Nos antípodas de “Ra Clock” está o
novo e triplo álbum dos Telectu, de Jorge Lima Barreto e Vítor Rua. A dupla,
que, curiosamente, nos últimos anos cultivou processos vários de clonagem e
mimetismo de géneros musicais que iam da eletrónica lúdica à eletroacústica,
retoma em “Quartetos” a estética do “free jazz” e da livre improvisação que
marcaram os primeiros anos do coletivo.
Com Lima Barreto ao piano (incluindo
o preparado), Vítor Rua na guitarra de 18 cordas e eletrónica, e Tom Chant no
saxofone soprano, cada um dos três CD conta com um convidado de peso, na
bateria: Sunny Murray, protótipo da bateria “free”, no primeiro, Eddie Prévost,
elemento da mítica formação AMM, no segundo, Gerry Hemingway, “avant-gardista”
e “sideman” de Anthony Braxton e Marilyn Crispell, entre outros, no terceiro.
Nada de novo nem de particularmente
excitante acontece nesta ressurreição do espírito libertário dos anos 60, um
“tour de force” que, para além de mostrar Lima Barreto em arroubos de lirismo
pianístico (no intervalo dos omnipresentes “clusters”), tem como principais
focos de interesse as conversas travadas entre o saxofone de Chant e as
percussões livres de Murray, Prévost e Hemingway.
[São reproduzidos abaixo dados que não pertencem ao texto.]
/// One concrete instantiation of a gitspace config.
#[derive(Debug, Clone, Serialize, Deserialize)]
pub struct GitspaceInstance {
    /// Unique identifier, allocated on create.
    pub id: GitspaceInstanceId,
    /// Config this instance realizes.
    pub gitspace_config_id: GitspaceConfigId,
    /// Config identifier plus random suffix.
    pub identifier: String,
    /// Current lifecycle state.
    pub state: GitspaceInstanceState,
    /// IDE URL once running.
    #[serde(default, skip_serializing_if = "Option::is_none")]
    pub url: Option<String>,
    /// Authentication flavour for this instance.
    pub access_type: GitspaceAccessType,
    /// Reference to the credential (token id, key id, password ref).
    #[serde(default, skip_serializing_if = "Option::is_none")]
    pub access_key_ref: Option<String>,
    /// User the IDE logs in as inside the container.
    #[serde(default, skip_serializing_if = "Option::is_none")]
    pub machine_user: Option<String>,
    /// Owning space.
    pub space_id: SpaceId,
    /// Path of the owning space.
    pub space_path: String,
    /// Last time the IDE was used.
    #[serde(default, skip_serializing_if = "Option::is_none")]
    pub last_used: Option<DateTime<Utc>>,
    /// Last heartbeat received from the agent.
    #[serde(default, skip_serializing_if = "Option::is_none")]
    pub last_heartbeat: Option<DateTime<Utc>>,
    /// Start of the current active window.
    #[serde(default, skip_serializing_if = "Option::is_none")]
    pub active_time_started: Option<DateTime<Utc>>,
    /// End of the last active window.
    #[serde(default, skip_serializing_if = "Option::is_none")]
    pub active_time_ended: Option<DateTime<Utc>>,
    /// Accumulated active time in milliseconds.
    pub total_time_used_ms: i64,
    /// Error message when the instance is in `Error` state.
    #[serde(default, skip_serializing_if = "Option::is_none")]
    pub error_message: Option<String>,
    /// Creation timestamp.
    pub created: DateTime<Utc>,
    /// Last modification timestamp. Drives the busy guard.
    pub updated: DateTime<Utc>,
}
impl<S: Store + 'static> GitspaceService<S> {
    /// Create a new service.
    #[must_use]
    pub fn new(
        store: Arc<S>,
        provisioner: Arc<InfraProvisioner<S>>,
        authorizer: Arc<dyn Authorizer>,
        emitter: Arc<dyn EventEmitter>,
        tasks: BackgroundTasks,
        config: ControlConfig,
    ) -> Self {
        let worker = ActionWorker {
            store: store.clone(),
            provisioner,
            emitter,
        };
        Self {
            store,
            authorizer,
            worker,
            tasks,
            config,
        }
    }

    /// Get a reference to the store.
    #[must_use]
    pub fn store(&self) -> &S {
        &self.store
    }

    /// Get the configuration.
    #[must_use]
    pub const fn config(&self) -> &ControlConfig {
        &self.config
    }

    /// Background task runner used for infrastructure work.
    #[must_use]
    pub const fn tasks(&self) -> &BackgroundTasks {
        &self.tasks
    }

    fn resolve_space(&self, space_ref: Option<&str>) -> Result<Space> {
        let space_ref = space_ref
            .map(str::trim)
            .filter(|s| !s.is_empty())
            .ok_or(ControlError::MissingSpaceRef)?;
        self.store
            .find_space_by_path(space_ref)?
            .ok_or_else(|| ControlError::SpaceNotFound(space_ref.to_string()))
    }

    /// Load a config by identifier with its latest instance and derived state.
    fn load_config(
        &self,
        space: &Space,
        identifier: &str,
        include_marked: bool,
    ) -> Result<GitspaceConfig> {
        let mut config = self
            .store
            .find_gitspace_config_by_identifier(space.id, identifier)?
            .filter(|c| !c.is_deleted && (include_marked || !c.is_marked_for_deletion))
            .ok_or_else(|| ControlError::GitspaceNotFound(identifier.to_string()))?;
        config.instance = self.store.find_latest_gitspace_instance(config.id)?;
        config.state = lifecycle::config_state(config.instance.as_ref().map(|i| i.state));
        Ok(config)
    }

    /// Refuse to act on an instance that is busy, unless it has been busy for
    /// longer than the busy window, in which case it is forced to `Error`.
    fn guard_busy_instance(
        &self,
        config: &GitspaceConfig,
        instance: &mut GitspaceInstance,
    ) -> Result<()> {
        if !lifecycle::is_busy(instance.state) {
            return Ok(());
        }
        if !lifecycle::is_stale(instance.updated, self.config.busy_action_timeout()) {
            return Err(ControlError::ActionPending {
                identifier: instance.identifier.clone(),
                state: instance.state,
            });
        }

        warn!(
            gitspace = %config.identifier,
            instance = %instance.identifier,
            state = %instance.state,
            "Instance stuck in busy state, forcing error"
        );
        instance.error_message = Some(format!(
            "previous action timed out in state {}",
            instance.state
        ));
        instance.state = GitspaceInstanceState::Error;
        instance.updated = Utc::now();
        self.store.update_gitspace_instance(instance)?;
        self.worker.provisioner.abandon_pending_provisioning(instance.id)?;
        self.worker
            .emit_instance(config, instance, GitspaceEventType::GitspaceActionTimedOut);
        Ok(())
    }

    fn start(&self, mut config: GitspaceConfig) -> Result<GitspaceConfig> {
        if let Some(mut instance) = config.instance.take() {
            self.guard_busy_instance(&config, &mut instance)?;
            if !lifecycle::is_terminal(instance.state) {
                info!(
                    gitspace = %config.identifier,
                    instance = %instance.identifier,
                    state = %instance.state,
                    "Gitspace already running"
                );
                config.instance = Some(instance);
                return Ok(config);
            }
        }

        let mut instance = new_instance(&config);
        self.store.create_gitspace_instance(&mut instance)?;
        debug!(
            gitspace = %config.identifier,
            instance = %instance.identifier,
            access_type = ?instance.access_type,
            "Created gitspace instance"
        );

        let latest = self
            .store
            .find_latest_gitspace_instance(config.id)?
            .ok_or_else(|| {
                ControlError::Internal(format!("instance of {} vanished", config.identifier))
            })?;
        config.state = lifecycle::config_state(Some(latest.state));
        config.instance = Some(latest);
        config.updated = Utc::now();
        self.store.update_gitspace_config(&config)?;

        let worker = self.worker.clone();
        let task_config = config.clone();
        self.tasks.spawn("start_gitspace", async move {
            worker.start_gitspace(task_config).await;
        });
        Ok(config)
    }

    fn stop(&self, mut config: GitspaceConfig) -> Result<GitspaceConfig> {
        let mut instance = config
            .instance
            .take()
            .filter(|i| !lifecycle::is_terminal(i.state))
            .ok_or_else(|| ControlError::NotRunning(config.identifier.clone()))?;
        self.guard_busy_instance(&config, &mut instance)?;

        instance.state = lifecycle::validate_transition(
            &instance.identifier,
            instance.state,
            GitspaceInstanceState::Stopping,
        )?;
        instance.updated = Utc::now();
        self.store.update_gitspace_instance(&instance)?;

        config.state = lifecycle::config_state(Some(instance.state));
        config.instance = Some(instance);
        config.updated = Utc::now();
        self.store.update_gitspace_config(&config)?;

        let worker = self.worker.clone();
        let task_config = config.clone();
        self.tasks.spawn("stop_gitspace", async move {
            worker.stop_gitspace(task_config).await;
        });
        Ok(config)
    }

    fn delete(&self, mut config: GitspaceConfig) -> Result<GitspaceConfig> {
        let mut instance = config.instance.take();
        if let Some(instance) = instance.as_mut() {
            self.guard_busy_instance(&config, instance)?;
        }

        let live = instance.filter(|i| {
            !matches!(
                i.state,
                GitspaceInstanceState::Deleted | GitspaceInstanceState::Cleaned
            )
        });

        config.is_marked_for_deletion = true;
        config.updated = Utc::now();

        let Some(mut instance) = live else {
            config.is_deleted = true;
            self.store.update_gitspace_config(&config)?;
            info!(gitspace = %config.identifier, "Deleted gitspace without infrastructure");
            return Ok(config);
        };

        instance.state = lifecycle::validate_transition(
            &instance.identifier,
            instance.state,
            GitspaceInstanceState::Deleting,
        )?;
        instance.updated = Utc::now();
        self.store.update_gitspace_instance(&instance)?;

        config.state = lifecycle::config_state(Some(instance.state));
        config.instance = Some(instance);
        self.store.update_gitspace_config(&config)?;

        let worker = self.worker.clone();
        let task_config = config.clone();
        self.tasks.spawn("delete_gitspace", async move {
            worker.delete_gitspace(task_config).await;
        });
        Ok(config)
    }
}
Chant que, no disco 3, chora
encostado ao piano, com Hemingway a desmultiplicar-se nos efeitos percussivos,
naquele que será um dos momentos mais conseguidos de “Quartetos”.
Mas o “free” era uma guerra. A luta
pela liberdade em nome de uma causa. É difícil descortinar nestes “Quartetos”
mais do que cicloturismo ao redor do parque dos clichés em que certa música
improvisada é fértil. No jazz grande, o gesto vale enquanto manifestação ou
manifesto de uma necessidade ou motivação profunda. “Quartetos” é grande na
luta contra o tempo, esperando que o milagre aconteça.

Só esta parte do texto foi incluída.